Recently, a demand for ultra fine particles having a particle diameter of submicrons is increasing in many industrial fields (for instance, high technology fields as well as fine ceramics fields). As one means for meeting this demand, the use of a media agitation mill has come to attention in view of its advantage of cost savings. The media agitation mill uses beads (sometimes called balls, media or ball pebbles) as grinding media. As a material thereof, a metal, glass or ceramic has been mainly used. However, beads made of a metal or glass formed during the grinding step or abrasive particles or impaired peeled pieces thereof generated by abrasion or cracking contaminate a final product to cause pollution, resulting in deterioration of quality and irregular quality. Thus, since they directly and adversely affect the final product, it has come to attention to use ceramic beads, especially zirconia beads in which an yttria stabilizer is contained, which is less influenced by the above factors, and the use thereof is increasing.
Conventionally, in cases where beads are used as a media for grinding particles, it is said that it is better to use beads having a high density, a small average particle diameter, a narrow distribution breadth and a nearly spherical shape. Accordingly, a demand on the market is increasing for beads made of, e.g., zirconia or other ceramic materials, having a high density (when it is the same ceramics, the nearer the theoretical density is better), a small average particle diameter, a narrow distribution breadth and a nearly spherical shape. In particular, since zirconia beads have higher density than those of other ceramic materials and are abundant in abrasion resistance, it is said that a demand for beads made of zirconia having a smaller shape, narrower particle diameter distribution breadth and more nearly spherical shape will become stronger from now on.

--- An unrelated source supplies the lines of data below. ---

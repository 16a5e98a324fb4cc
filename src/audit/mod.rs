// Audit module - per-run context grouping device tables by site

pub mod compare;
pub mod metric;

use chrono::{DateTime, Utc};
use serde::{Deserialize, Serialize};
use std::collections::{BTreeMap, HashMap};
use std::fmt;
use std::net::Ipv4Addr;
use uuid::Uuid;

use crate::error::AuditResult;
use crate::routes::{DeviceRoutingTable, GlobalInterfaceIndex, build_device_table};
use crate::running_config::ospf::OspfConfig;
use compare::{ComparisonResult, compare_site};
use metric::{AllowedMetricSet, MetricCheck, MetricPolicy, check_pair};

/// A group of devices sharing a work location
#[derive(Debug, Clone, PartialEq, Eq, PartialOrd, Ord, Hash, Serialize, Deserialize)]
pub struct SiteKey {
    pub country: String,
    pub site: String,
}

impl SiteKey {
    pub fn new(country: impl Into<String>, site: impl Into<String>) -> Self {
        SiteKey {
            country: country.into(),
            site: site.into(),
        }
    }
}

impl fmt::Display for SiteKey {
    fn fmt(&self, f: &mut fmt::Formatter<'_>) -> fmt::Result {
        write!(f, "{}:{}", self.country, self.site)
    }
}

#[derive(Debug, Clone, Serialize)]
pub struct UnparseableDevice {
    pub device_id: String,
    pub site: SiteKey,
    pub reason: String,
}

/// One comparison result plus the metric policy verdict for the same pair
#[derive(Debug, Clone, Serialize)]
pub struct Finding {
    #[serde(flatten)]
    pub result: ComparisonResult,
    pub metric_check: Option<MetricCheck>,
}

/// Whether OSPF advertises one local interface of an audited device
#[derive(Debug, Clone, PartialEq, Eq, Serialize)]
pub struct InterfaceCoverage {
    pub device_id: String,
    pub interface: String,
    pub subnet: String,
    /// `None` when the device's running-config was not available
    pub in_ospf: Option<bool>,
}

#[derive(Debug, Clone, Serialize)]
pub struct SiteReport {
    pub site: SiteKey,
    pub findings: Vec<Finding>,
}

/// State of a single audit run.
///
/// Every table, the interface index and the metric annotations live here
/// for the duration of one run and are rebuilt from raw text on the next.
#[derive(Debug)]
pub struct AuditRun {
    run_id: Uuid,
    started_at: DateTime<Utc>,
    tables: HashMap<String, DeviceRoutingTable>,
    sites: BTreeMap<SiteKey, Vec<String>>,
    unparseable: Vec<UnparseableDevice>,
    ospf: HashMap<String, OspfConfig>,
    interfaces: GlobalInterfaceIndex,
    policy: Box<dyn MetricPolicy>,
}

impl AuditRun {
    pub fn new(policy: Box<dyn MetricPolicy>) -> Self {
        AuditRun {
            run_id: Uuid::new_v4(),
            started_at: Utc::now(),
            tables: HashMap::new(),
            sites: BTreeMap::new(),
            unparseable: Vec::new(),
            ospf: HashMap::new(),
            interfaces: GlobalInterfaceIndex::new(),
            policy,
        }
    }

    pub fn run_id(&self) -> Uuid {
        self.run_id
    }

    pub fn started_at(&self) -> DateTime<Utc> {
        self.started_at
    }

    /// Parse a device's route output and record it under `site`
    pub fn ingest(&mut self, site: SiteKey, device_id: &str, raw_text: &str) -> bool {
        let outcome = build_device_table(device_id, raw_text);
        self.record(site, device_id, outcome)
    }

    /// Record the outcome of building one device's table.
    ///
    /// Unparseable devices are kept aside and never take part in comparisons.
    /// Recording a device again replaces everything recorded for it before,
    /// including its site. Returns whether the device was added to its site.
    pub fn record(
        &mut self,
        site: SiteKey,
        device_id: &str,
        outcome: AuditResult<DeviceRoutingTable>,
    ) -> bool {
        if self.forget(device_id) {
            tracing::warn!("Device {} recorded twice, keeping the later outcome", device_id);
        }

        match outcome {
            Ok(table) => {
                self.interfaces.register_table(&table);
                self.sites
                    .entry(site)
                    .or_default()
                    .push(device_id.to_string());
                self.tables.insert(device_id.to_string(), table);
                true
            }
            Err(err) => {
                if !err.is_device_local() {
                    tracing::error!("Unexpected failure for {}: {}", device_id, err);
                }
                tracing::warn!("Excluding {} at {} from comparison: {}", device_id, site, err);
                self.unparseable.push(UnparseableDevice {
                    device_id: device_id.to_string(),
                    site,
                    reason: err.to_string(),
                });
                false
            }
        }
    }

    /// Remove the table, site membership, OSPF settings, interfaces and
    /// unparseable entry of a device. Returns whether anything had been recorded for it.
    fn forget(&mut self, device_id: &str) -> bool {
        let had_table = self.tables.remove(device_id).is_some();
        self.ospf.remove(device_id);
        self.interfaces.remove_device(device_id);
        self.sites
            .values_mut()
            .for_each(|members| members.retain(|member| member != device_id));
        self.sites.retain(|_, members| !members.is_empty());

        let before = self.unparseable.len();
        self.unparseable.retain(|device| device.device_id != device_id);
        had_table || self.unparseable.len() != before
    }

    /// Attach the OSPF settings scanned from a device's running-config
    pub fn set_ospf_config(&mut self, device_id: &str, ospf: OspfConfig) {
        self.ospf.insert(device_id.to_string(), ospf);
    }

    /// Attach only the OSPF default-originate metrics of a device
    pub fn set_ospf_metrics(&mut self, device_id: &str, metrics: Vec<String>) {
        self.ospf
            .entry(device_id.to_string())
            .or_default()
            .default_originate_metrics = metrics;
    }

    pub fn ospf_config(&self, device_id: &str) -> Option<&OspfConfig> {
        self.ospf.get(device_id)
    }

    pub fn ospf_metrics(&self, device_id: &str) -> Option<&[String]> {
        self.ospf
            .get(device_id)
            .map(|ospf| ospf.default_originate_metrics.as_slice())
    }

    pub fn table(&self, device_id: &str) -> Option<&DeviceRoutingTable> {
        self.tables.get(device_id)
    }

    pub fn interfaces(&self) -> &GlobalInterfaceIndex {
        &self.interfaces
    }

    pub fn unparseable(&self) -> &[UnparseableDevice] {
        &self.unparseable
    }

    pub fn policy(&self) -> &dyn MetricPolicy {
        self.policy.as_ref()
    }

    /// Sites in sorted order with their parseable devices in recording order
    pub fn sites(&self) -> impl Iterator<Item = (&SiteKey, Vec<&DeviceRoutingTable>)> {
        self.sites.iter().map(|(site, members)| {
            let tables = members
                .iter()
                .filter_map(|device_id| self.tables.get(device_id))
                .collect();
            (site, tables)
        })
    }

    /// OSPF coverage of every local interface, by site then recording order
    pub fn interface_coverage(&self) -> Vec<InterfaceCoverage> {
        self.sites()
            .flat_map(|(_, tables)| tables)
            .flat_map(|table| {
                let ospf = self.ospf_config(table.device_id());
                table
                    .local_interfaces()
                    .iter()
                    .map(move |(interface, subnet)| {
                        let address = subnet
                            .split('/')
                            .next()
                            .and_then(|address| address.parse::<Ipv4Addr>().ok());
                        let in_ospf = match (ospf, address) {
                            (Some(ospf), Some(address)) => Some(ospf.covers(interface, address)),
                            _ => None,
                        };
                        InterfaceCoverage {
                            device_id: table.device_id().to_string(),
                            interface: interface.clone(),
                            subnet: subnet.clone(),
                            in_ospf,
                        }
                    })
            })
            .collect()
    }

    /// Compare every pair of devices within each site
    pub fn compare_sites(&self) -> Vec<SiteReport> {
        self.sites()
            .map(|(site, tables)| {
                let findings = compare_site(&tables)
                    .into_iter()
                    .map(|result| {
                        let metric_check = match &result {
                            ComparisonResult::Pair(pair) => check_pair(
                                self.policy(),
                                self.ospf_metrics(&pair.device_a),
                                self.ospf_metrics(&pair.device_b),
                            ),
                            ComparisonResult::NoNeighbor { .. } => None,
                        };
                        Finding {
                            result,
                            metric_check,
                        }
                    })
                    .collect::<Vec<_>>();

                tracing::info!(
                    "Site {}: {} device(s), {} finding(s)",
                    site,
                    tables.len(),
                    findings.len()
                );

                SiteReport {
                    site: site.clone(),
                    findings,
                }
            })
            .collect()
    }
}

impl Default for AuditRun {
    fn default() -> Self {
        AuditRun::new(Box::new(AllowedMetricSet::default()))
    }
}
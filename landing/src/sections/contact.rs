use leptos::prelude::*;
use leptos::task::spawn_local;
use thgc::profile::{
    Anchor, EMAILS, PHONES, POSTAL_LOCATION, SUBMIT_FAILURE_NOTICE, SUBMIT_SUCCESS_NOTICE,
    WHY_CHOOSE_US, mailto,
};
use thgc::{InquiryDraft, RequiredField, ServiceKind};

use super::icons::{ICON_CHECK_CIRCLE, ICON_MAIL, ICON_MAP_PIN, ICON_PHONE, Icon};
use super::toast::Toaster;
use crate::SiteDesk;

#[component]
pub fn ContactSection() -> impl IntoView {
    view! {
        <section id=Anchor::Contact.id() class="contact">
            <div class="container">
                <h2 class="section-title">"Get Your " <span class="accent">"Free Estimate"</span></h2>
                <div class="section-rule"></div>

                <div class="contact-grid">
                    <ContactInfo />
                    <ContactForm />
                </div>
            </div>
        </section>
    }
}

#[component]
fn ContactInfo() -> impl IntoView {
    view! {
        <div class="contact-info">
            <h3>"Contact Information"</h3>

            <div class="contact-row">
                <Icon paths=ICON_PHONE class="icon accent" />
                <div>
                    <p class="contact-label">"Phone"</p>
                    {PHONES
                        .into_iter()
                        .map(|line| view! {
                            <a href=line.href() class="contact-link">
                                {line.display} " (" {line.label} ")"
                            </a>
                        })
                        .collect_view()}
                </div>
            </div>

            <div class="contact-row">
                <Icon paths=ICON_MAIL class="icon accent" />
                <div>
                    <p class="contact-label">"Email"</p>
                    {EMAILS
                        .into_iter()
                        .map(|address| view! {
                            <a href=mailto(address) class="contact-link">{address}</a>
                        })
                        .collect_view()}
                </div>
            </div>

            <div class="contact-row">
                <Icon paths=ICON_MAP_PIN class="icon accent" />
                <div>
                    <p class="contact-label">"Location"</p>
                    <p>{POSTAL_LOCATION}</p>
                </div>
            </div>

            <div class="card why-us">
                <h4>"Why Choose Us?"</h4>
                <ul class="check-list">
                    {WHY_CHOOSE_US
                        .into_iter()
                        .map(|reason| view! {
                            <li>
                                <Icon paths=ICON_CHECK_CIRCLE class="icon accent" />
                                <span>{reason}</span>
                            </li>
                        })
                        .collect_view()}
                </ul>
            </div>
        </div>
    }
}

fn missing_notice(missing: &[RequiredField]) -> String {
    let labels: Vec<&str> = missing.iter().map(RequiredField::label).collect();
    format!("Please fill in: {}", labels.join(", "))
}

#[component]
fn ContactForm() -> impl IntoView {
    let desk = expect_context::<SiteDesk>();
    let toaster = expect_context::<Toaster>();

    let draft = RwSignal::new(InquiryDraft::default());
    let (submitting, set_submitting) = signal(false);

    let on_submit = move |ev: leptos::ev::SubmitEvent| {
        ev.prevent_default();
        if submitting.get_untracked() {
            return;
        }

        let current = draft.get_untracked();
        let missing = current.missing_fields();
        if !missing.is_empty() {
            toaster.error(missing_notice(&missing));
            return;
        }

        set_submitting.set(true);
        let desk = desk.clone();
        spawn_local(async move {
            match desk.submit(current).await {
                Ok(_) => {
                    toaster.success(SUBMIT_SUCCESS_NOTICE);
                    draft.set(InquiryDraft::default());
                }
                Err(err) => {
                    tracing::error!(error = %err, "estimate request was not stored");
                    toaster.error(SUBMIT_FAILURE_NOTICE);
                }
            }
            set_submitting.set(false);
        });
    };

    view! {
        <form class="card contact-form" on:submit=on_submit>
            <label class="field">
                <span>"Full Name *"</span>
                <input
                    type="text"
                    name="name"
                    required
                    placeholder="John Doe"
                    prop:value=move || draft.with(|d| d.name.clone())
                    on:input=move |ev| draft.update(|d| d.name = event_target_value(&ev))
                />
            </label>

            <label class="field">
                <span>"Phone Number *"</span>
                <input
                    type="tel"
                    name="phone"
                    required
                    placeholder="(832) 555-0123"
                    prop:value=move || draft.with(|d| d.phone.clone())
                    on:input=move |ev| draft.update(|d| d.phone = event_target_value(&ev))
                />
            </label>

            <label class="field">
                <span>"Email Address *"</span>
                <input
                    type="email"
                    name="email"
                    required
                    placeholder="john@example.com"
                    prop:value=move || draft.with(|d| d.email.clone())
                    on:input=move |ev| draft.update(|d| d.email = event_target_value(&ev))
                />
            </label>

            <label class="field">
                <span>"Service Needed"</span>
                <select
                    name="service"
                    prop:value=move || {
                        draft.with(|d| d.service.as_ref().map(ServiceKind::as_form_value).unwrap_or_default())
                    }
                    on:change=move |ev| {
                        let raw = event_target_value(&ev);
                        match ServiceKind::from_form_value(&raw) {
                            Ok(service) => draft.update(|d| d.service = service),
                            Err(err) => tracing::warn!(error = %err, "ignoring service selection"),
                        }
                    }
                >
                    <option value="">"Select a service"</option>
                    {ServiceKind::ALL
                        .into_iter()
                        .map(|kind| view! {
                            <option value=kind.as_form_value()>{kind.display_name()}</option>
                        })
                        .collect_view()}
                </select>
            </label>

            <label class="field">
                <span>"Project Details"</span>
                <textarea
                    name="message"
                    rows="4"
                    placeholder="Tell us about your project..."
                    prop:value=move || draft.with(|d| d.message.clone())
                    on:input=move |ev| draft.update(|d| d.message = event_target_value(&ev))
                ></textarea>
            </label>

            <button
                type="submit"
                class="btn btn-primary btn-block"
                disabled=move || submitting.get()
            >
                {move || if submitting.get() { "Sending..." } else { "Request Free Estimate" }}
            </button>
        </form>
    }
}
//! Error types for storage, submission and configuration.

use thiserror::Error;

/// Failures raised by a [`KeyValueStore`](crate::store::KeyValueStore) backend.
#[derive(Debug, Error)]
pub enum StoreError {
    /// The backing store could not be reached (no window, storage disabled, ...).
    #[error("storage unavailable: {0}")]
    Unavailable(String),

    /// The backend refused the write because it would exceed its quota.
    #[error("storage quota exceeded writing {bytes} bytes to '{key}'")]
    QuotaExceeded { key: String, bytes: usize },

    #[error("IO error: {0}")]
    Io(#[from] std::io::Error),
}

/// Failures surfaced by [`ContactDesk`](crate::desk::ContactDesk).
///
/// The desk itself never rejects an inquiry; every variant here originates in
/// the storage layer or in the stored payload.
#[derive(Debug, Error)]
pub enum DeskError {
    #[error(transparent)]
    Store(#[from] StoreError),

    /// The value under the storage key is not a JSON array of inquiries.
    #[error("stored inquiries under '{key}' are unreadable: {source}")]
    Corrupt {
        key: String,
        #[source]
        source: serde_json::Error,
    },

    #[error("failed to encode inquiries: {0}")]
    Encode(#[source] serde_json::Error),
}

/// Failures while parsing desk configuration.
#[derive(Debug, Error)]
pub enum ConfigError {
    #[error("invalid desk config: {0}")]
    Parse(#[from] toml::de::Error),
}

pub type StoreResult<T> = Result<T, StoreError>;
pub type DeskResult<T> = Result<T, DeskError>;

Beads having a small particle diameter (e.g., 200 .mu.m or 300 .mu.m) made of a metal or glass as a material have been already on the market, and they have a relatively high sphericity. Zirconia beads having an average particle diameter of 400 .mu.m are obtainable on the market and put in practical use as grinding media. Also, it is possible to obtain zirconia beads having an average particle diameter of 300 .mu.m, however, in cases of those having an average particle diameter of 300 .mu.m, the density thereof is 6.0 g/cm.sup.3 or smaller, the particle diameter distribution thereof is broad (25 to 30 .mu.m in the standard deviation), and the sphericity thereof is 1.1 or higher, which are not sufficient levels. It is considered that these disadvantages are attributed to conventional granulating methods such as a rolling method, a fluidized bed method, or an agitation method. Accordingly, the present inventors have found that 1) there is a technical possibility to produce zirconia beads having an average particle diameter of 400 .mu.m or smaller, high density, narrow particle distribution and good sphericity and 2) it is preferred to use the beads as grinding media in agitation mills.